Beatriz Martínez no ha podido tener un mejor reenganche con su labor artística. Tras un parón de cuatro años por ser madre, su vuelta al trabajo de los cordobanes la ha hecho por todo lo alto, con una exposición en Dubái, dentro del Festival Moca que se ha celebrado en ocasión del décimo Foro Económico Islámico Mundial (WIEF, según su acrónimo en inglés). La artista se encuentra muy satisfecha de la acogida de sus piezas desarrollada con unas técnicas que nacieron y se mejoraron en Alándalus. “Ha tenido mucha aceptación porque la época del califato para ellos es como una historia que la tienen como propia y que les encanta”, cuenta Martínez. “Además, el hecho de que en Córdoba se siga trabajando la técnica del ataurique y que sigamos denominándolo con esa palabra de origen árabe les emociona”.

Con la técnica del güadamecí Beatriz Martinez no ha querido salirse nunca de las raíces árabes: el ataurique, el árbol de la vida, la caligrafía, detalles de la mezquita de Córdoba, árabe antiguo, reinterpretaciones de las cenefas de Medina Azahara, mandalas... Todos son elementos perfectamente reconocibles por el público de Dubái. “Por eso tampoco me ha costado mucho escoger esta exposición, casi todo lo entienden”, constata la artista. “Es la época omeya y quieras o no para ellos es recordar su pasado”, termina la artista. Todos los comentarios que ha recibido por su obra son muy positivos y especialmente les ha llamado la atención que sea una mujer quien la haya ejecutado, “porque aquí[en Dubái] los artesanos suelen ser hombres”.

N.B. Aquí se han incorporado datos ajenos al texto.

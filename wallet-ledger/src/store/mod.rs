//! Ledger store capability
//!
//! The engine is written against [`LedgerStore`] and [`UnitOfWork`] so that
//! the transfer protocol does not depend on any storage engine's locking
//! syntax. A unit of work stages writes locally and applies them in a single
//! atomic step on [`UnitOfWork::commit`]; dropping it without committing is a
//! rollback. Row locks are held from [`UnitOfWork::lock_for_update`] until the
//! unit of work ends.
//!
//! # Backends
//!
//! - [`MemoryStore`] - in-process state behind a read/write lock
//! - `RocksStore` - RocksDB column families, `WriteBatch` commits
//!   (feature `rocksdb`)

mod locks;
mod memory;
#[cfg(feature = "rocksdb")]
mod rocks;

pub use locks::{LockTable, RowLock};
pub use memory::{MemoryStore, MemoryUnitOfWork};
#[cfg(feature = "rocksdb")]
pub use rocks::{RocksStore, RocksUnitOfWork};

use crate::{
    error::Result,
    types::{Address, Transaction, Wallet},
};
use async_trait::async_trait;
use rust_decimal::Decimal;

/// Durable keyed storage for wallets and transactions
#[async_trait]
pub trait LedgerStore: Send + Sync + 'static {
    /// Unit of work type produced by [`LedgerStore::begin`]
    type Unit: UnitOfWork;

    /// Start an atomic unit of work
    async fn begin(&self) -> Result<Self::Unit>;

    /// Committed point read, no lock taken
    async fn find_wallet(&self, address: &Address) -> Result<Option<Wallet>>;

    /// Number of wallets
    async fn count_wallets(&self) -> Result<u64>;

    /// Consistent snapshot of every committed wallet
    async fn all_wallets(&self) -> Result<Vec<Wallet>>;

    /// Number of committed transactions
    async fn count_transactions(&self) -> Result<u64>;

    /// Most recent transactions, newest first, at most `limit`
    async fn list_transactions(&self, limit: usize) -> Result<Vec<Transaction>>;
}

/// Atomic unit of work with exclusive row locks
#[async_trait]
pub trait UnitOfWork: Send {
    /// Acquire the exclusive lock for `address` and read the row.
    ///
    /// The lock is taken whether or not the row exists, so a
    /// check-then-insert on the same address is serialized. Locking an
    /// address this unit already holds returns its current view.
    async fn lock_for_update(&mut self, address: &Address) -> Result<Option<Wallet>>;

    /// Stage a wallet insert. The address must be locked by this unit.
    fn insert_wallet(&mut self, wallet: Wallet) -> Result<()>;

    /// Stage a balance update. The address must be locked by this unit.
    fn update_balance(&mut self, address: &Address, balance: Decimal) -> Result<()>;

    /// Stage a transfer record
    fn append_transaction(&mut self, from: &Address, to: &Address, amount: Decimal) -> Result<()>;

    /// Apply every staged write atomically and release the locks.
    ///
    /// Returns the transaction records as committed, with their sequence
    /// numbers and commit timestamps.
    async fn commit(self) -> Result<Vec<Transaction>>;

    /// Discard staged writes and release the locks
    fn rollback(self);
}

Beatriz ha estado acompañada en el Moca Festival por Kilema, músico de Madagascar asentado en Córdoba que lleva más de 30 años de carrera llevando la música de su isla por el mundo entero.. Kilema actuó el martes por la tarde en los conciertos en solitario que cada artista del Moca realizó. Pero el miércoles dio un recital con músicos de otros países presentes en el Moca, dando vida a tríos y cuartetos con mezcla de estilos: paquistaníes, egipcios y estadounidenses... Pero como Kalim dice, la música es un único idioma. “Es como en la cocina, puedes ir mezclando de un sitio, de otro, luego lo echas allá, lo vuelves a mezclar con su tomate, su jengibre, su cebolla y al final se queda siempre bonito”, confiesa entre risas.

Kilema sabe de sobra que su arte no entiende de fronteras. “Mi música se entiende bien en cualquier sitio, hace un mes estuve en Singapur y fue tan bien como siempre. Desde hace 30 años viajo y llevo mi cultura a todas partes y siempre es bien recibida porque se nota que es de verdad, que viene del corazón y que llega a la gente”, confiesa. “En Dubái o donde sea, en Taiwan, Nueva Zelanda, Australia que no conocen nada de mi cultura. Pero la música es universal, une a las personas y eso es lo más bonito”, termina.